[[ INFORMATION PROVIDED, beginning ]]
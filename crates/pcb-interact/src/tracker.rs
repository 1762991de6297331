//! Pointer hover tracking.
//!
//! Raw pointer moves are coalesced to one hit-test per animation frame: a
//! move that arrives while a frame is pending replaces the pending point,
//! it is never queued.

use std::collections::HashSet;

use log::debug;

use crate::highlight::{project_highlights, HighlightedPrimitive};
use crate::hit_test::get_primitives_under_point;
use crate::primitives::Primitive;
use crate::transform::Matrix;
use crate::types::Point;

/// Latest-value slot drained once per frame.
#[derive(Debug, Clone)]
pub struct FrameThrottle<T> {
    pending: Option<T>,
}

impl<T> Default for FrameThrottle<T> {
    fn default() -> Self {
        Self { pending: None }
    }
}

impl<T> FrameThrottle<T> {
    pub fn new() -> Self {
        Self::default()
    }

    /// Store `value`, replacing anything pending. Returns true when nothing
    /// was pending, i.e. the caller has to request a frame.
    pub fn push(&mut self, value: T) -> bool {
        let was_idle = self.pending.is_none();
        self.pending = Some(value);
        was_idle
    }

    pub fn take(&mut self) -> Option<T> {
        self.pending.take()
    }

    pub fn is_pending(&self) -> bool {
        self.pending.is_some()
    }
}

type HoverCallback = Box<dyn FnMut(&[Primitive])>;

#[derive(Default)]
pub struct MouseElementTracker {
    throttle: FrameThrottle<Point>,
    last_hit_ids: HashSet<String>,
    hovered: Vec<Primitive>,
    highlights: Vec<HighlightedPrimitive>,
    last_real_point: Option<Point>,
    on_hover_change: Option<HoverCallback>,
}

impl MouseElementTracker {
    pub fn new() -> Self {
        Self::default()
    }

    pub fn set_on_hover_change(&mut self, callback: impl FnMut(&[Primitive]) + 'static) {
        self.on_hover_change = Some(Box::new(callback));
    }

    /// Record a pointer move in screen pixels. Returns true when a frame must
    /// be requested to process it.
    pub fn pointer_move(&mut self, screen: Point) -> bool {
        self.throttle.push(screen)
    }

    /// A touch start is a pointer move at the first touch.
    pub fn touch_start(&mut self, touches: &[Point]) -> bool {
        match touches.first() {
            Some(first) => self.pointer_move(*first),
            None => false,
        }
    }

    /// Process the pending pointer position, if any. Returns true when the
    /// hovered set changed.
    pub fn on_animation_frame(&mut self, primitives: &[Primitive], transform: &Matrix) -> bool {
        match self.throttle.take() {
            Some(screen) => self.process_point(screen, primitives, transform),
            None => false,
        }
    }

    /// Hit-test `screen` immediately, bypassing the frame throttle.
    pub fn process_point(&mut self, screen: Point, primitives: &[Primitive], transform: &Matrix) -> bool {
        let Some(inverse) = transform.inverse() else {
            debug!("tracker: transform is not invertible, ignoring pointer");
            return false;
        };
        let real = inverse.apply(screen);
        self.last_real_point = Some(real);

        let hits = get_primitives_under_point(primitives, real, transform);
        let ids: HashSet<String> = hits
            .iter()
            .map(|p| p.pcb_drawing_object_id.clone())
            .collect();
        if ids == self.last_hit_ids {
            return false;
        }

        self.highlights = project_highlights(hits.iter().copied(), transform);
        self.hovered = hits.into_iter().cloned().collect();
        self.last_hit_ids = ids;
        debug!("tracker: {} primitives under pointer", self.hovered.len());
        if let Some(callback) = self.on_hover_change.as_mut() {
            callback(&self.hovered);
        }
        true
    }

    /// Recompute screen boxes for the current hover set after a pan/zoom or
    /// after the primitives were rebuilt. Hovered primitives are refreshed
    /// from `primitives` by id; ids that no longer exist leave the hover set.
    /// Returns true when that dropped anything.
    pub fn reproject(&mut self, primitives: &[Primitive], transform: &Matrix) -> bool {
        let before = self.hovered.len();
        self.hovered = primitives
            .iter()
            .filter(|p| self.last_hit_ids.contains(&p.pcb_drawing_object_id))
            .cloned()
            .collect();
        self.highlights = project_highlights(&self.hovered, transform);
        if self.hovered.len() == before {
            return false;
        }
        self.last_hit_ids = self
            .hovered
            .iter()
            .map(|p| p.pcb_drawing_object_id.clone())
            .collect();
        debug!("tracker: {} hovered primitives left after rebuild", self.hovered.len());
        if let Some(callback) = self.on_hover_change.as_mut() {
            callback(&self.hovered);
        }
        true
    }

    /// Forget the hover set, e.g. when the pointer leaves the canvas.
    pub fn clear(&mut self) {
        self.throttle.take();
        self.last_real_point = None;
        if self.last_hit_ids.is_empty() {
            return;
        }
        self.last_hit_ids.clear();
        self.hovered.clear();
        self.highlights.clear();
        if let Some(callback) = self.on_hover_change.as_mut() {
            callback(&[]);
        }
    }

    pub fn hovered(&self) -> &[Primitive] {
        &self.hovered
    }

    pub fn highlights(&self) -> &[HighlightedPrimitive] {
        &self.highlights
    }

    pub fn last_real_point(&self) -> Option<Point> {
        self.last_real_point
    }
}

#[cfg(test)]
mod tests {
    use super::*;
    use crate::primitives::{PrimitiveShape, PrimitiveSource};
    use std::cell::RefCell;
    use std::rc::Rc;

    fn pad(id: &str, x: f64) -> Primitive {
        Primitive {
            pcb_drawing_object_id: id.to_string(),
            layer: "top".to_string(),
            shape: PrimitiveShape::Rect {
                x,
                y: 0.0,
                w: 2.0,
                h: 2.0,
                ccw_rotation: 0.0,
            },
            source: PrimitiveSource {
                element_type: "pcb_smtpad".to_string(),
                element_id: id.to_string(),
                pcb_component_id: None,
                pcb_port_id: None,
            },
        }
    }

    #[test]
    fn test_throttle_keeps_latest() {
        let mut t = FrameThrottle::new();
        assert!(t.push(1));
        assert!(!t.push(2));
        assert!(!t.push(3));
        assert_eq!(t.take(), Some(3));
        assert_eq!(t.take(), None);
        assert!(t.push(4));
    }

    #[test]
    fn test_notifies_only_on_change() {
        let calls = Rc::new(RefCell::new(Vec::new()));
        let mut tracker = MouseElementTracker::new();
        {
            let calls = calls.clone();
            tracker.set_on_hover_change(move |prims| calls.borrow_mut().push(prims.len()));
        }
        let prims = vec![pad("a", 0.0), pad("b", 0.5)];
        let t = Matrix::identity();

        assert!(tracker.pointer_move(Point::new(0.2, 0.0)));
        assert!(tracker.on_animation_frame(&prims, &t));
        assert_eq!(tracker.hovered().len(), 2);

        // micro movement, same set
        tracker.pointer_move(Point::new(0.25, 0.1));
        assert!(!tracker.on_animation_frame(&prims, &t));

        // no pending move, nothing to do
        assert!(!tracker.on_animation_frame(&prims, &t));

        tracker.pointer_move(Point::new(10.0, 0.0));
        assert!(tracker.on_animation_frame(&prims, &t));
        assert!(tracker.hovered().is_empty());

        assert_eq!(*calls.borrow(), vec![2, 0]);
    }

    #[test]
    fn test_hit_set_comparison_ignores_order() {
        let mut tracker = MouseElementTracker::new();
        let t = Matrix::identity();
        let forward = vec![pad("a", 0.0), pad("b", 0.5)];
        let reversed = vec![pad("b", 0.5), pad("a", 0.0)];
        assert!(tracker.process_point(Point::new(0.2, 0.0), &forward, &t));
        assert!(!tracker.process_point(Point::new(0.2, 0.0), &reversed, &t));
    }

    #[test]
    fn test_touch_start_uses_first_touch() {
        let mut tracker = MouseElementTracker::new();
        let prims = vec![pad("a", 0.0)];
        let t = Matrix::scale(10.0, -10.0);
        assert!(tracker.touch_start(&[Point::new(5.0, -5.0), Point::new(500.0, 500.0)]));
        assert!(tracker.on_animation_frame(&prims, &t));
        assert_eq!(tracker.hovered()[0].pcb_drawing_object_id, "a");
        assert_eq!(tracker.last_real_point(), Some(Point::new(0.5, 0.5)));
        assert!(!tracker.touch_start(&[]));
    }

    #[test]
    fn test_reproject_follows_moved_primitive() {
        let mut tracker = MouseElementTracker::new();
        let t = Matrix::identity();
        let big = |x: f64| {
            let mut p = pad("a", x);
            p.shape = PrimitiveShape::Rect {
                x,
                y: 0.0,
                w: 4.0,
                h: 4.0,
                ccw_rotation: 0.0,
            };
            p
        };
        assert!(tracker.process_point(Point::new(0.5, 0.0), &[big(0.0)], &t));

        let moved = vec![big(1.0)];
        assert!(!tracker.reproject(&moved, &t));
        assert_eq!(tracker.hovered(), moved.as_slice());
        assert_eq!(tracker.highlights()[0].screen_x, 1.0);

        // still under the pointer: same set, but geometry is current
        assert!(!tracker.process_point(Point::new(0.5, 0.0), &moved, &t));
        assert_eq!(tracker.hovered(), moved.as_slice());
    }

    #[test]
    fn test_reproject_drops_removed_ids() {
        let seen = Rc::new(RefCell::new(Vec::new()));
        let mut tracker = MouseElementTracker::new();
        {
            let seen = seen.clone();
            tracker.set_on_hover_change(move |prims| seen.borrow_mut().push(prims.len()));
        }
        let t = Matrix::identity();
        tracker.process_point(Point::new(0.2, 0.0), &[pad("a", 0.0), pad("b", 0.5)], &t);
        assert!(tracker.reproject(&[pad("b", 0.5)], &t));
        assert_eq!(tracker.hovered().len(), 1);
        assert_eq!(tracker.highlights().len(), 1);
        assert_eq!(*seen.borrow(), vec![2, 1]);

        // the remaining id set is what the next hit-test compares against
        assert!(!tracker.process_point(Point::new(0.6, 0.0), &[pad("b", 0.5)], &t));
    }

    #[test]
    fn test_clear_notifies_once() {
        let count = Rc::new(RefCell::new(0));
        let mut tracker = MouseElementTracker::new();
        {
            let count = count.clone();
            tracker.set_on_hover_change(move |_| *count.borrow_mut() += 1);
        }
        let prims = vec![pad("a", 0.0)];
        tracker.process_point(Point::new(0.0, 0.0), &prims, &Matrix::identity());
        tracker.clear();
        tracker.clear();
        assert_eq!(*count.borrow(), 2);
        assert!(tracker.highlights().is_empty());
    }
}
[[ INFORMATION PROVIDED, end ]]
## TO DO
Go through the entries above and copy every line containing "impl".

## THE COMPLETED TASK
impl<T> Default for FrameThrottle<T> {
impl<T> FrameThrottle<T> {
impl MouseElementTracker {
    pub fn set_on_hover_change(&mut self, callback: impl FnMut(&[Primitive]) + 'static) {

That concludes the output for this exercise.